- Opening Delimiter -

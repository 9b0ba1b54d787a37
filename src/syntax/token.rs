//! Tokens and the CBC terminal alphabet.
//!
//! Terminal ids live in a small contiguous space. Binary operators occupy the
//! open interval between two sentinel ids so that [`is_binary_operator`] is a
//! range test.

use serde::{Deserialize, Serialize};
use std::fmt;

/// Numeric identifier shared by tokens and grammar symbols.
pub type TokenId = u32;

/// Byte range in the source text.
#[derive(Debug, Copy, Clone, PartialEq, Eq, Hash, Serialize, Deserialize, Default)]
pub struct Span {
    pub start: usize,
    pub end: usize,
}

impl Span {
    pub fn new(start: usize, end: usize) -> Self {
        Self { start, end }
    }

    /// Smallest span covering both.
    pub fn join(self, other: Span) -> Span {
        Span {
            start: self.start.min(other.start),
            end: self.end.max(other.end),
        }
    }
}

/// Human-facing position of a token; columns are 1-based and inclusive.
#[derive(Debug, Copy, Clone, PartialEq, Eq, Serialize, Deserialize, Default)]
pub struct Location {
    pub line: usize,
    pub begin_column: usize,
    pub end_column: usize,
}

/// A lexed token.
#[derive(Debug, Clone, PartialEq, Eq, Serialize, Deserialize)]
pub struct Token {
    pub id: TokenId,
    pub lexeme: String,
    pub span: Span,
    pub location: Location,
}

impl Token {
    pub fn new(kind: TokenKind, lexeme: impl Into<String>, span: Span, location: Location) -> Self {
        Self {
            id: kind.id(),
            lexeme: lexeme.into(),
            span,
            location,
        }
    }

    /// The CBC kind of this token, if the id belongs to the CBC alphabet.
    pub fn kind(&self) -> Option<TokenKind> {
        TokenKind::from_id(self.id)
    }

    pub fn is(&self, kind: TokenKind) -> bool {
        self.id == kind.id()
    }
}

impl fmt::Display for Token {
    fn fmt(&self, f: &mut fmt::Formatter<'_>) -> fmt::Result {
        write!(
            f,
            "'{}' <line: {}, col: {}:{}>",
            self.lexeme, self.location.line, self.location.begin_column, self.location.end_column
        )
    }
}

/// Terminal alphabet of the CBC language.
#[repr(u32)]
#[derive(Debug, Copy, Clone, PartialEq, Eq, Hash, PartialOrd, Ord, Serialize, Deserialize)]
pub enum TokenKind {
    EndOfFile,
    Identifier,
    IntegralNumber,
    ExpressionSeparator,
    ArgumentSeparator,
    BinaryOperatorsRangeBegin,
    Assignment,
    Addition,
    Subtraction,
    Multiplication,
    ShiftLeft,
    ShiftRight,
    BinaryOperatorsRangeEnd,
    Definition,
    ExternalDeclaration,
    BodyBegin,
    BodyEnd,
    OpenParentheses,
    CloseParentheses,
}

const ALL_KINDS: [TokenKind; 19] = [
    TokenKind::EndOfFile,
    TokenKind::Identifier,
    TokenKind::IntegralNumber,
    TokenKind::ExpressionSeparator,
    TokenKind::ArgumentSeparator,
    TokenKind::BinaryOperatorsRangeBegin,
    TokenKind::Assignment,
    TokenKind::Addition,
    TokenKind::Subtraction,
    TokenKind::Multiplication,
    TokenKind::ShiftLeft,
    TokenKind::ShiftRight,
    TokenKind::BinaryOperatorsRangeEnd,
    TokenKind::Definition,
    TokenKind::ExternalDeclaration,
    TokenKind::BodyBegin,
    TokenKind::BodyEnd,
    TokenKind::OpenParentheses,
    TokenKind::CloseParentheses,
];

impl TokenKind {
    pub const fn id(self) -> TokenId {
        self as TokenId
    }

    pub fn from_id(id: TokenId) -> Option<Self> {
        ALL_KINDS.get(id as usize).copied()
    }

    /// Fixed spelling of keyword and punctuation kinds.
    pub const fn spelling(self) -> Option<&'static str> {
        match self {
            Self::ExpressionSeparator => Some(";"),
            Self::ArgumentSeparator => Some(","),
            Self::Assignment => Some("="),
            Self::Addition => Some("+"),
            Self::Subtraction => Some("-"),
            Self::Multiplication => Some("*"),
            Self::ShiftLeft => Some("<<"),
            Self::ShiftRight => Some(">>"),
            Self::Definition => Some("def"),
            Self::ExternalDeclaration => Some("extern"),
            Self::BodyBegin => Some("{"),
            Self::BodyEnd => Some("}"),
            Self::OpenParentheses => Some("("),
            Self::CloseParentheses => Some(")"),
            _ => None,
        }
    }

    /// Operator kind spelled `lexeme`, if any.
    pub fn operator_from_lexeme(lexeme: &str) -> Option<Self> {
        ALL_KINDS
            .iter()
            .copied()
            .filter(|kind| is_binary_operator(kind.id()))
            .find(|kind| kind.spelling() == Some(lexeme))
    }

    /// How diagnostics refer to this kind.
    pub fn describe(self) -> String {
        match self.spelling() {
            Some(spelling) => format!("'{}'", spelling),
            None => match self {
                Self::Identifier => "identifier".to_string(),
                Self::IntegralNumber => "integral number".to_string(),
                Self::EndOfFile => "EOF".to_string(),
                other => format!("{:?}", other),
            },
        }
    }
}

/// Cheap range test against the operator sentinels.
pub fn is_binary_operator(id: TokenId) -> bool {
    id > TokenKind::BinaryOperatorsRangeBegin.id() && id < TokenKind::BinaryOperatorsRangeEnd.id()
}
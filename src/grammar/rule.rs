//! Grammar rules and the failure record handed to their error hooks.

use std::fmt;

use crate::errors::{to_source_span, CowabungaError, ErrorKind, ErrorReporting};
use crate::grammar::symbol::Symbol;
use crate::syntax::{Span, Token};

// ============================================================================
// FAILURE RECORD
// ============================================================================

/// The furthest dead end reached by the search.
///
/// `eof_found` means input ran out while `expected` was still pending.
/// `eof_expected` means every symbol was satisfied but `found` was left over.
/// Neither flag set is a plain mismatch between `expected` and `found`.
#[derive(Debug, Clone, PartialEq)]
pub struct ParseFailure {
    /// Token index where the search stopped; equals the input length on EOF.
    pub position: usize,
    pub expected: Option<Symbol>,
    pub found: Option<Token>,
    /// Offending token's span, or an empty span just past the last token.
    pub span: Span,
    pub eof_found: bool,
    pub eof_expected: bool,
}

/// Converts a failure into a diagnostic, naming symbols with `name`.
pub fn default_error(
    failure: &ParseFailure,
    reporter: &dyn ErrorReporting,
    name: impl Fn(Symbol) -> String,
) -> CowabungaError {
    let expected = failure
        .expected
        .map(&name)
        .unwrap_or_else(|| "more input".to_string());
    let found = failure
        .found
        .as_ref()
        .map(|t| t.lexeme.clone())
        .unwrap_or_default();

    let kind = if failure.eof_found {
        ErrorKind::UnexpectedEof { expected }
    } else if failure.eof_expected {
        ErrorKind::ExpectedEof { found }
    } else {
        ErrorKind::UnexpectedToken { expected, found }
    };
    reporter.report(kind, to_source_span(failure.span))
}

// ============================================================================
// RULE CAPABILITY
// ============================================================================

/// A production `lhs -> rhs...` whose action mutates a context `C`.
pub trait GrammarRule<C> {
    fn lhs(&self) -> Symbol;

    fn rhs(&self) -> &[Symbol];

    /// Runs once per use in the accepted derivation. `token` is the first
    /// token covered by this rule.
    fn apply(&self, ctx: &mut C, token: &Token);

    /// Builds the diagnostic when this rule owns the furthest failure.
    fn produce_error(&self, failure: &ParseFailure, reporter: &dyn ErrorReporting) -> CowabungaError {
        default_error(failure, reporter, |symbol| symbol.to_string())
    }

    fn name(&self) -> String {
        let rhs: Vec<String> = self.rhs().iter().map(|s| s.to_string()).collect();
        format!("{} -> {}", self.lhs(), rhs.join(" "))
    }
}

/// Action signature used by [`Production`].
pub type Action<C> = fn(&mut C, &Token);

/// A data-only rule: symbols, an optional action and a symbol namer for
/// diagnostics.
pub struct Production<C> {
    lhs: Symbol,
    rhs: Vec<Symbol>,
    action: Option<Action<C>>,
    label: Option<&'static str>,
    symbol_names: Option<fn(Symbol) -> String>,
}

impl<C> Production<C> {
    pub fn new(lhs: Symbol, rhs: impl Into<Vec<Symbol>>) -> Self {
        Self {
            lhs,
            rhs: rhs.into(),
            action: None,
            label: None,
            symbol_names: None,
        }
    }

    pub fn with_action(mut self, action: Action<C>) -> Self {
        self.action = Some(action);
        self
    }

    pub fn named(mut self, label: &'static str) -> Self {
        self.label = Some(label);
        self
    }

    pub fn with_symbol_names(mut self, names: fn(Symbol) -> String) -> Self {
        self.symbol_names = Some(names);
        self
    }
}

impl<C> GrammarRule<C> for Production<C> {
    fn lhs(&self) -> Symbol {
        self.lhs
    }

    fn rhs(&self) -> &[Symbol] {
        &self.rhs
    }

    fn apply(&self, ctx: &mut C, token: &Token) {
        if let Some(action) = self.action {
            action(ctx, token);
        }
    }

    fn produce_error(&self, failure: &ParseFailure, reporter: &dyn ErrorReporting) -> CowabungaError {
        match self.symbol_names {
            Some(names) => default_error(failure, reporter, names),
            None => default_error(failure, reporter, |symbol| symbol.to_string()),
        }
    }

    fn name(&self) -> String {
        match self.label {
            Some(label) => label.to_string(),
            None => {
                let names = self.symbol_names.unwrap_or(|s: Symbol| s.to_string());
                let rhs: Vec<String> = self.rhs.iter().map(|s| names(*s)).collect();
                format!("{} -> {}", names(self.lhs), rhs.join(" "))
            }
        }
    }
}

impl<C> fmt::Debug for Production<C> {
    fn fmt(&self, f: &mut fmt::Formatter<'_>) -> fmt::Result {
        f.debug_struct("Production")
            .field("lhs", &self.lhs)
            .field("rhs", &self.rhs)
            .field("has_action", &self.action.is_some())
            .finish()
    }
}
//! Operands for the precedence-climbing path.

use crate::ast::Expr;
use crate::errors::{to_source_span, unspanned, CowabungaError, ErrorKind, ErrorReporting};
use crate::precedence::{OperatorTable, PrecedenceClimber, PrimaryParser};
use crate::syntax::{Token, TokenKind};

/// Identifiers, integral numbers and calls `f(a, b)`. Call arguments are full
/// expressions built through the climber.
#[derive(Debug, Default, Clone, Copy)]
pub struct CbcPrimary;

impl PrimaryParser for CbcPrimary {
    fn parse_primary(
        &self,
        tokens: &[Token],
        climber: &PrecedenceClimber<'_>,
    ) -> Result<Expr, CowabungaError> {
        let reporter = climber.reporter();
        let open_id = climber.table().open();
        match tokens {
            [name] if name.is(TokenKind::Identifier) => Ok(Expr::variable(name)),
            [number] if number.is(TokenKind::IntegralNumber) => match number.lexeme.parse() {
                Ok(value) => Ok(Expr::integral_number(value, number.span)),
                Err(_) => Err(reporter.report(
                    ErrorKind::InvalidLiteral {
                        value: number.lexeme.clone(),
                    },
                    to_source_span(number.span),
                )),
            },
            [callee, open, ..] if callee.is(TokenKind::Identifier) && open.id == open_id => {
                parse_call(tokens, climber)
            }
            [_, next, ..] => Err(unexpected(reporter, next, "an operator")),
            [first] => Err(unexpected(reporter, first, "identifier, integral number or '('")),
            [] => Err(reporter.report(ErrorKind::EmptyExpression, unspanned())),
        }
    }
}

/// `tokens` starts with `identifier (`; its parentheses are balanced.
fn parse_call(tokens: &[Token], climber: &PrecedenceClimber<'_>) -> Result<Expr, CowabungaError> {
    let reporter = climber.reporter();
    let table = climber.table();
    let close = matching_close(tokens, 1, table)
        .ok_or_else(|| reporter.report(ErrorKind::UnbalancedParentheses, to_source_span(tokens[1].span)))?;
    if let Some(trailing) = tokens.get(close + 1) {
        return Err(unexpected(reporter, trailing, "an operator"));
    }

    let interior = &tokens[2..close];
    let mut args = Vec::new();
    if !interior.is_empty() {
        for arg in split_arguments(interior, table) {
            if arg.tokens.is_empty() {
                return Err(reporter.report(ErrorKind::EmptyExpression, to_source_span(arg.separator.span)));
            }
            args.push(climber.build(arg.tokens)?);
        }
    }
    let span = tokens[0].span.join(tokens[close].span);
    Ok(Expr::call(&tokens[0], args, span))
}

struct Argument<'t> {
    tokens: &'t [Token],
    /// The comma (or closing token) that ends this argument.
    separator: &'t Token,
}

/// Splits at commas outside nested parentheses. Never called on an empty slice.
fn split_arguments<'t>(interior: &'t [Token], table: &OperatorTable) -> Vec<Argument<'t>> {
    let mut args = Vec::new();
    let mut depth = 0usize;
    let mut start = 0;
    for (index, token) in interior.iter().enumerate() {
        match token.id {
            id if id == table.open() => depth += 1,
            id if id == table.close() => depth = depth.saturating_sub(1),
            id if id == TokenKind::ArgumentSeparator.id() && depth == 0 => {
                args.push(Argument {
                    tokens: &interior[start..index],
                    separator: token,
                });
                start = index + 1;
            }
            _ => {}
        }
    }
    let last = &interior[interior.len() - 1];
    args.push(Argument {
        tokens: &interior[start..],
        separator: last,
    });
    args
}

fn matching_close(tokens: &[Token], open: usize, table: &OperatorTable) -> Option<usize> {
    let mut depth = 0usize;
    for (index, token) in tokens.iter().enumerate().skip(open) {
        if token.id == table.open() {
            depth += 1;
        } else if token.id == table.close() {
            depth -= 1;
            if depth == 0 {
                return Some(index);
            }
        }
    }
    None
}

fn unexpected(reporter: &dyn ErrorReporting, token: &Token, expected: &str) -> CowabungaError {
    reporter.report(
        ErrorKind::UnexpectedToken {
            expected: expected.to_string(),
            found: token.lexeme.clone(),
        },
        to_source_span(token.span),
    )
}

- Closing Delimiter -

• **TRY IT**
Read the entries above, then pull out the lines that include "args".

• **WORKED SOLUTION**
    let mut args = Vec::new();
            args.push(climber.build(arg.tokens)?);
    Ok(Expr::call(&tokens[0], args, span))
    let mut args = Vec::new();
                args.push(Argument {
    args.push(Argument {
    args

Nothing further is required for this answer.